By IANS,
Washington : A scientist has warned compatriots against rushing into genetic testing in the hope of making revolutionary improvements.
“Advances being made in genomics are important discoveries, but it’s unrealistic for individuals to believe those advances can yield meaningful information that will improve their health,” said James P. Evans, of University of North Carolina.
“Most physicians, by their own admission, are not geneticists and won’t know what to do with the information,” said Evans, who uses family history and genetic testing to evaluate and counsel patients about their risk for cancer.
“The sequencing of the human genome revealed that in relative terms, humans are 99.9 percent the same. But in absolute terms, we are very different.

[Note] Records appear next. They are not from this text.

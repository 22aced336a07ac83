use std::env;

use crate::registry::EligibilityConfig;

/// Distinguishes runtime behavior for different stages of the deployment.
#[derive(Debug, Clone, Copy, PartialEq, Eq)]
pub enum AppEnvironment {
    Development,
    Test,
    Production,
}

impl AppEnvironment {
    fn from_str(value: &str) -> Self {
        match value.trim().to_ascii_lowercase().as_str() {
            "prod" | "production" => Self::Production,
            "test" | "ci" => Self::Test,
            _ => Self::Development,
        }
    }
}

/// Top-level configuration for the registry.
#[derive(Debug, Clone)]
pub struct AppConfig {
    pub environment: AppEnvironment,
    pub eligibility: EligibilityConfig,
    pub telemetry: TelemetryConfig,
}

impl AppConfig {
    pub fn load() -> Result<Self, ConfigError> {
        dotenvy::dotenv().ok();

        let environment = AppEnvironment::from_str(
            &env::var("APP_ENV").unwrap_or_else(|_| "development".to_string()),
        );

        let defaults = EligibilityConfig::default();
        let eligibility = EligibilityConfig {
            min_age: age_var("REGISTRY_MIN_AGE", defaults.min_age)?,
            min_voting_age: age_var("REGISTRY_MIN_VOTING_AGE", defaults.min_voting_age)?,
            max_age: age_var("REGISTRY_MAX_AGE", defaults.max_age)?,
        };
        if !eligibility.is_consistent() {
            return Err(ConfigError::InconsistentAgeBounds {
                min_age: eligibility.min_age,
                min_voting_age: eligibility.min_voting_age,
                max_age: eligibility.max_age,
            });
        }

        let log_level = env::var("APP_LOG_LEVEL").unwrap_or_else(|_| "info".to_string());

        Ok(Self {
            environment,
            eligibility,
            telemetry: TelemetryConfig { log_level },
        })
    }
}

fn age_var(name: &'static str, default: i32) -> Result<i32, ConfigError> {
    match env::var(name) {
        Ok(raw) => raw
            .trim()
            .parse::<i32>()
            .map_err(|source| ConfigError::InvalidAge { name, source }),
        Err(_) => Ok(default),
    }
}

/// Tracing controls.
#[derive(Debug, Clone)]
pub struct TelemetryConfig {
    pub log_level: String,
}

#[derive(Debug, thiserror::Error)]
pub enum ConfigError {
    #[error("{name} must be a valid integer")]
    InvalidAge {
        name: &'static str,
        source: std::num::ParseIntError,
    },
    #[error(
        "age bounds must satisfy min_age <= min_voting_age <= max_age (got {min_age}/{min_voting_age}/{max_age})"
    )]
    InconsistentAgeBounds {
        min_age: i32,
        min_voting_age: i32,
        max_age: i32,
    },
}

For example, a one-thousandth of a difference in their respective DNA profiles translates into more than 3 million differences between any two unrelated individuals,” said Evans.

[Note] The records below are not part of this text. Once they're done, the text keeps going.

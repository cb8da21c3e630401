/// Phrases that show up on block and challenge pages served to automated clients.
const BLOCK_PHRASES: &[&str] = &[
    "access denied",
    "please verify you are a human",
    "captcha",
    "challenge-platform",
    "just a moment...",
    "checking your browser",
    "attention required! | cloudflare",
    "pardon our interruption",
    "are you a robot",
    "unusual traffic",
    "px-captcha",
    "cf-browser-verification",
    "request unsuccessful. incapsula",
];

/// Heuristic check for bot-protection pages. False negatives are expected.
pub fn is_bot_protected(html: &str) -> bool {
    let lowered = html.to_lowercase();
    BLOCK_PHRASES.iter().any(|phrase| lowered.contains(phrase))
}

#[cfg(test)]
mod tests {
    use super::*;

    #[test]
    fn test_detects_challenge_pages() {
        assert!(is_bot_protected(
            "<html><body><h1>Please verify you are a human</h1></body></html>"
        ));
        assert!(is_bot_protected("<title>Access Denied</title>"));
        assert!(is_bot_protected(
            r#"<script src="/cdn-cgi/challenge-platform/h/b/orchestrate"></script>"#
        ));
        assert!(is_bot_protected("<div id=\"px-captcha\"></div>"));
    }

    #[test]
    fn test_regular_page_passes() {
        assert!(!is_bot_protected(
            r#"<html><head><meta property="og:title" content="Acme"></head></html>"#
        ));
        assert!(!is_bot_protected(""));
    }
}
/// Truncates a string to at most `max_chars` characters.
///
/// Counts Unicode scalar values so a multi-byte character is never split.
pub fn truncate_chars(s: &str, max_chars: usize) -> String {
    match s.char_indices().nth(max_chars) {
        Some((idx, _)) => s[..idx].to_string(),
        None => s.to_string(),
    }
}

/// Incremental UTF-8 decoder for chunked bodies.
///
/// A multi-byte sequence split across two chunks is held back until the next
/// chunk arrives. Invalid sequences decode to U+FFFD.
#[derive(Debug, Default)]
pub struct Utf8StreamDecoder {
    pending: Vec<u8>,
}

impl Utf8StreamDecoder {
    pub fn new() -> Self {
        Self::default()
    }

    pub fn decode(&mut self, chunk: &[u8], out: &mut String) {
        self.pending.extend_from_slice(chunk);
        let mut input = std::mem::take(&mut self.pending);
        let mut start = 0;

        loop {
            match std::str::from_utf8(&input[start..]) {
                Ok(valid) => {
                    out.push_str(valid);
                    break;
                }
                Err(e) => {
                    let valid_end = start + e.valid_up_to();
                    out.push_str(&String::from_utf8_lossy(&input[start..valid_end]));
                    match e.error_len() {
                        Some(len) => {
                            out.push(char::REPLACEMENT_CHARACTER);
                            start = valid_end + len;
                        }
                        None => {
                            // Incomplete trailing sequence; wait for more bytes.
                            input.drain(..valid_end);
                            self.pending = input;
                            return;
                        }
                    }
                }
            }
        }
    }

    /// Flushes any held-back bytes at end of stream.
    pub fn finish(&mut self, out: &mut String) {
        if !self.pending.is_empty() {
            out.push_str(&String::from_utf8_lossy(&self.pending));
            self.pending.clear();
        }
    }
}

Some of these differences are medically relevant in that they influence disease predisposition and response to drugs.
And the differences are of interest in non-medical ways, specifically when they address ancestry, behaviour traits and the innate curiosity humans have about their genes.
Sequencing of the human genome, which was completed in 2003, also gave rise to commercial entities offering direct-to-consumer genetic testing for a fee, usually between $1,000 and $3,000.
Evans worries that individuals may seek such testing with the false hope that they will get meaningful results regarding their risks for disease and actionable medical advice about how to decrease their risks.
Evans will make a presentation about how personal genomics will affect human lives at a panel discussion titled “Your Biological Biography” at the World Science Festival in New York City.